DATA SHOWN:
##############################

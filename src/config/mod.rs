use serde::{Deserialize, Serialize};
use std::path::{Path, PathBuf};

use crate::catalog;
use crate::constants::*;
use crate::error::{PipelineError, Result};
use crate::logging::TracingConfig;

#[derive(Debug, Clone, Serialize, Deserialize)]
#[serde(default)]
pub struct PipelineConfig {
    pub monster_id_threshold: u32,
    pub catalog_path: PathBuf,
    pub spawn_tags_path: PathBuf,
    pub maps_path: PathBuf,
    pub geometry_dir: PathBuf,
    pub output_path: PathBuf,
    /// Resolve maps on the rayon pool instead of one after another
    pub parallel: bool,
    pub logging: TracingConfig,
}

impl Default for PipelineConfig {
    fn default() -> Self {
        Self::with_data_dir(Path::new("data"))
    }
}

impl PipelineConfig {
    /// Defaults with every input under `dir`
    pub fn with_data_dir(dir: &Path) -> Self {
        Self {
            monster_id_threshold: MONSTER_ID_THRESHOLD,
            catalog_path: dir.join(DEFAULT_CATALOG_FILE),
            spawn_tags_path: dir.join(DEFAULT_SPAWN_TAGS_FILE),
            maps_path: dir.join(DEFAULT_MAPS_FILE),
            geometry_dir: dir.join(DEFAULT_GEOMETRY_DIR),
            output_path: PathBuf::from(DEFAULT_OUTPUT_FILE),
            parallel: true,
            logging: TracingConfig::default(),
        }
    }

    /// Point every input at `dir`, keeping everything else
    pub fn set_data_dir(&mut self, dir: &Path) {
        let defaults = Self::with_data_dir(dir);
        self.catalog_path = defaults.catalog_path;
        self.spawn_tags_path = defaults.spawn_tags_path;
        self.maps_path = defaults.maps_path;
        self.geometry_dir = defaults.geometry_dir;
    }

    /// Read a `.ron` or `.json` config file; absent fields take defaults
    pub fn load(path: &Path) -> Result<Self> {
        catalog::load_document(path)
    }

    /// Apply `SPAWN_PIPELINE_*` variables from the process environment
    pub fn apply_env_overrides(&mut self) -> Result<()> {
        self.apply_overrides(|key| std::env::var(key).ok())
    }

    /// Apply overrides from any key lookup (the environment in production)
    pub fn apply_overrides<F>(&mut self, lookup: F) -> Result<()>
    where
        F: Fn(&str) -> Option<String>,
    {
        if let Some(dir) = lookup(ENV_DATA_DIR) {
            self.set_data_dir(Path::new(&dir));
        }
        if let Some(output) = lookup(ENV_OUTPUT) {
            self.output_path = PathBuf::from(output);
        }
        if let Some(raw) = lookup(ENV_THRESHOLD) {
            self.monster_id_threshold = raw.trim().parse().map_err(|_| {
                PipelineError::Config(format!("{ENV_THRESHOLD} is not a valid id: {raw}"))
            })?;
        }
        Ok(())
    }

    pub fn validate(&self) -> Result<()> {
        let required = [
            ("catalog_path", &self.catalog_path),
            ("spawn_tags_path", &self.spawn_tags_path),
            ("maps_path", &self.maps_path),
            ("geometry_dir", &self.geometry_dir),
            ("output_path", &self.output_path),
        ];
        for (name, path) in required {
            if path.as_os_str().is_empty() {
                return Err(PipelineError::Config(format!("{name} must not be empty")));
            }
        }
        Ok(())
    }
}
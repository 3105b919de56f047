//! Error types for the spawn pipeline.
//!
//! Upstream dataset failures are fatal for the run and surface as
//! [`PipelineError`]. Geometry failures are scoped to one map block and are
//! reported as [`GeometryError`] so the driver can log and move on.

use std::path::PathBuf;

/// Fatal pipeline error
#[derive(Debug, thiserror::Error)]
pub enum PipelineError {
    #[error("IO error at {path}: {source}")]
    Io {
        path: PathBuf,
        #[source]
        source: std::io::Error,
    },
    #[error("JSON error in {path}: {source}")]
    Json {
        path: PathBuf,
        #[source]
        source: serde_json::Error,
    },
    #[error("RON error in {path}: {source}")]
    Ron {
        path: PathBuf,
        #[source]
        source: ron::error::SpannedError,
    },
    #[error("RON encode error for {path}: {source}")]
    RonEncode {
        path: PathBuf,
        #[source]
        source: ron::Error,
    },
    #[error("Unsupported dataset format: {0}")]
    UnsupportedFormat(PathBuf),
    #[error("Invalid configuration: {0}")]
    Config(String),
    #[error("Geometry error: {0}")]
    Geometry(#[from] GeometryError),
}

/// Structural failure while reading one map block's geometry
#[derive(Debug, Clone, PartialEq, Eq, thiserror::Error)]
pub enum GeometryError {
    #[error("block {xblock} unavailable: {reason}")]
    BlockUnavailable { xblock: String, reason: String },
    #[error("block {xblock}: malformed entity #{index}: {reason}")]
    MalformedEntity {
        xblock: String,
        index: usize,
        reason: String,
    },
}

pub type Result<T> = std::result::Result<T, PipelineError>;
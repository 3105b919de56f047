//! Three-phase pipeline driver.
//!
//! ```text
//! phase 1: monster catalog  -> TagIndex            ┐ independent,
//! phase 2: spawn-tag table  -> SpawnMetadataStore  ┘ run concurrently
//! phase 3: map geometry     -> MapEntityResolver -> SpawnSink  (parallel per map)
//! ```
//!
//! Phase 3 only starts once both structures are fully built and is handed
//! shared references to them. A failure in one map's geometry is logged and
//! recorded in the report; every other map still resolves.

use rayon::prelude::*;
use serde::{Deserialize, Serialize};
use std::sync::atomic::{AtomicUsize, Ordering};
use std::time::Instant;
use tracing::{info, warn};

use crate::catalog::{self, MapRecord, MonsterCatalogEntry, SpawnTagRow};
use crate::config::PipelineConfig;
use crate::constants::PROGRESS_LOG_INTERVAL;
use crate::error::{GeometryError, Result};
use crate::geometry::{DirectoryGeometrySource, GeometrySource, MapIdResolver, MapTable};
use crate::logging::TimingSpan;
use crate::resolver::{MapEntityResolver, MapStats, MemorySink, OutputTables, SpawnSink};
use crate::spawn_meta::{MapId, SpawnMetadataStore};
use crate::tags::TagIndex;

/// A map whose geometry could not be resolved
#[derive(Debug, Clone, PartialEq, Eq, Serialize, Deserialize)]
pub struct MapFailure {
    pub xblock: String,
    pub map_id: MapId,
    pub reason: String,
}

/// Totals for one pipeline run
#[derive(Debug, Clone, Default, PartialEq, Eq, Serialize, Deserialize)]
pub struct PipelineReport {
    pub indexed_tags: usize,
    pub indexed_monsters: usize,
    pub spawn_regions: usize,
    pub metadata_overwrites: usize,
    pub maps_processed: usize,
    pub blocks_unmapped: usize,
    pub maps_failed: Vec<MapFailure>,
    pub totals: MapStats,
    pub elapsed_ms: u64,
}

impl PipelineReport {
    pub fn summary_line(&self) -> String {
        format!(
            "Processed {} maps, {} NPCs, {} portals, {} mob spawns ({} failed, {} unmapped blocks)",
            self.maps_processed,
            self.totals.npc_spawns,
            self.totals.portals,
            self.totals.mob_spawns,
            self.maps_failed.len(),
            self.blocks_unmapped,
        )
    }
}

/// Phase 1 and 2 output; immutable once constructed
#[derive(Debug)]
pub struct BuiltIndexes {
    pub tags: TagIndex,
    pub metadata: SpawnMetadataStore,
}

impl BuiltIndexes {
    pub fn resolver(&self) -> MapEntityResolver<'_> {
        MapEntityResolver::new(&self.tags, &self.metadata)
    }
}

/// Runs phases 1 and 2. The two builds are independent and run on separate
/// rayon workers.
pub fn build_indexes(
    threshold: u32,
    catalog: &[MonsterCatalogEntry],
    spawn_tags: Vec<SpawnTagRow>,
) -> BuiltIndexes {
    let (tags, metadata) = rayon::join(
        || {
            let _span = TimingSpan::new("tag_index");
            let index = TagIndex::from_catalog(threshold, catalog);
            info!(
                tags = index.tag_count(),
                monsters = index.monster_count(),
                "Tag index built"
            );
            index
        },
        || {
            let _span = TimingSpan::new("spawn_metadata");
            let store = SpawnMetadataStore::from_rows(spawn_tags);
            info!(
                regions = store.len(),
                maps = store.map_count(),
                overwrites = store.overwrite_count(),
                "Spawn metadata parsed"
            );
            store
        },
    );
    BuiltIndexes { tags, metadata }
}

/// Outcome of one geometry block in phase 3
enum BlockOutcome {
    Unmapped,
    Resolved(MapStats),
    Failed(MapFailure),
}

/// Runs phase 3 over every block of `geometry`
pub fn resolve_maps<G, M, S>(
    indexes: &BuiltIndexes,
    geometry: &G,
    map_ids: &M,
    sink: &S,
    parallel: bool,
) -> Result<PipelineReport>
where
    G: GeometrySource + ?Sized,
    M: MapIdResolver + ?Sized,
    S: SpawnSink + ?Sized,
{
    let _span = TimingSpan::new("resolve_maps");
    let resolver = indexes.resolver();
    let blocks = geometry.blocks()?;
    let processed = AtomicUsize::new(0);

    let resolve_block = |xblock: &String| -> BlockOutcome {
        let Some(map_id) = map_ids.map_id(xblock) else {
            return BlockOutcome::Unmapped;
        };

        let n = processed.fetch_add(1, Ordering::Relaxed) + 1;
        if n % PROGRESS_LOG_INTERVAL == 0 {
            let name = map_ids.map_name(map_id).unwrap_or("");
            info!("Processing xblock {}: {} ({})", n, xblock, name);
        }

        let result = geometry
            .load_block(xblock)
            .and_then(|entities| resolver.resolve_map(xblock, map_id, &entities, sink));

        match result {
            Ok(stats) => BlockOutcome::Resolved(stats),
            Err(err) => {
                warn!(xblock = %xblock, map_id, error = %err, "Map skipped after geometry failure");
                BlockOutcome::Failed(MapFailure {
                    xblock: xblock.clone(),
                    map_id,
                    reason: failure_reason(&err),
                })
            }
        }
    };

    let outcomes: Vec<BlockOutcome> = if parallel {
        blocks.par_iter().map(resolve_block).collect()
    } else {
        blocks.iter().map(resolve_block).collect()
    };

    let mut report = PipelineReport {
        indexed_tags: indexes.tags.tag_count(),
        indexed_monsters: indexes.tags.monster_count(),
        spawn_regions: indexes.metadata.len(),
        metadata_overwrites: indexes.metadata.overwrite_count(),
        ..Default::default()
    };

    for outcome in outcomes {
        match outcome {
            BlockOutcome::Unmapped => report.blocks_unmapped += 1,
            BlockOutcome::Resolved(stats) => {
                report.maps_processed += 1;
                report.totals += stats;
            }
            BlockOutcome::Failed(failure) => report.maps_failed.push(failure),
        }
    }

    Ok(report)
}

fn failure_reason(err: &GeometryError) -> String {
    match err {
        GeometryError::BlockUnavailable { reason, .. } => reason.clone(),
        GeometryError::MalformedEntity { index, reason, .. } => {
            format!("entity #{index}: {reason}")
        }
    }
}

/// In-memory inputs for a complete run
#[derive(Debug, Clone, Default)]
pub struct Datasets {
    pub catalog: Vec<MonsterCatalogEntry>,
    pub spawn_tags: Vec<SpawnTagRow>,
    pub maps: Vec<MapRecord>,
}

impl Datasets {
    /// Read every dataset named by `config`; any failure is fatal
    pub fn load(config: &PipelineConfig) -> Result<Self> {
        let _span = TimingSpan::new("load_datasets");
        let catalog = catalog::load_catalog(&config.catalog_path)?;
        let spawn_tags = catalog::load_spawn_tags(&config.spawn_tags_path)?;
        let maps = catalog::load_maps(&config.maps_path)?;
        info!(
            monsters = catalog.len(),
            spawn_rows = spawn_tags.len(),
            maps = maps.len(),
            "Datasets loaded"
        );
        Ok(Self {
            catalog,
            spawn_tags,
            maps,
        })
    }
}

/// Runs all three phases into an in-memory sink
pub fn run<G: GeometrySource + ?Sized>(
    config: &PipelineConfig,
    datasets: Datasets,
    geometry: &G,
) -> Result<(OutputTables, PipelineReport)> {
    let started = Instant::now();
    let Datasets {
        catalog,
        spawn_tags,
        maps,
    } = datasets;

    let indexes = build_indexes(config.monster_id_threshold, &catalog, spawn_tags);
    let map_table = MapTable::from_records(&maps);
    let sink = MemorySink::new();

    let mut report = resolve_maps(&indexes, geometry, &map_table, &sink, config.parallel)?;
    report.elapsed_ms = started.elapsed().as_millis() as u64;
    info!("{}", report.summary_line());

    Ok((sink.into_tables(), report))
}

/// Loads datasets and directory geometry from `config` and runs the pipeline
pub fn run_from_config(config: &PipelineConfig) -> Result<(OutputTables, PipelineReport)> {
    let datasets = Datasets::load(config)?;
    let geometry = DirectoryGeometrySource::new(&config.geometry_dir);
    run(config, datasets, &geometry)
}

##############################

ACTION ITEM:
Copy out each line of the material above, word for word, from the first down to the line containing "self.spawn_tags_path = defaults.spawn_tags_path;". Add nothing.

ANSWER SPACE:
filename src/config/mod.rs
use serde::{Deserialize, Serialize};
use std::path::{Path, PathBuf};

use crate::catalog;
use crate::constants::*;
use crate::error::{PipelineError, Result};
use crate::logging::TracingConfig;

#[derive(Debug, Clone, Serialize, Deserialize)]
#[serde(default)]
pub struct PipelineConfig {
    pub monster_id_threshold: u32,
    pub catalog_path: PathBuf,
    pub spawn_tags_path: PathBuf,
    pub maps_path: PathBuf,
    pub geometry_dir: PathBuf,
    pub output_path: PathBuf,
    /// Resolve maps on the rayon pool instead of one after another
    pub parallel: bool,
    pub logging: TracingConfig,
}

impl Default for PipelineConfig {
    fn default() -> Self {
        Self::with_data_dir(Path::new("data"))
    }
}

impl PipelineConfig {
    /// Defaults with every input under `dir`
    pub fn with_data_dir(dir: &Path) -> Self {
        Self {
            monster_id_threshold: MONSTER_ID_THRESHOLD,
            catalog_path: dir.join(DEFAULT_CATALOG_FILE),
            spawn_tags_path: dir.join(DEFAULT_SPAWN_TAGS_FILE),
            maps_path: dir.join(DEFAULT_MAPS_FILE),
            geometry_dir: dir.join(DEFAULT_GEOMETRY_DIR),
            output_path: PathBuf::from(DEFAULT_OUTPUT_FILE),
            parallel: true,
            logging: TracingConfig::default(),
        }
    }

    /// Point every input at `dir`, keeping everything else
    pub fn set_data_dir(&mut self, dir: &Path) {
        let defaults = Self::with_data_dir(dir);
        self.catalog_path = defaults.catalog_path;
        self.spawn_tags_path = defaults.spawn_tags_path;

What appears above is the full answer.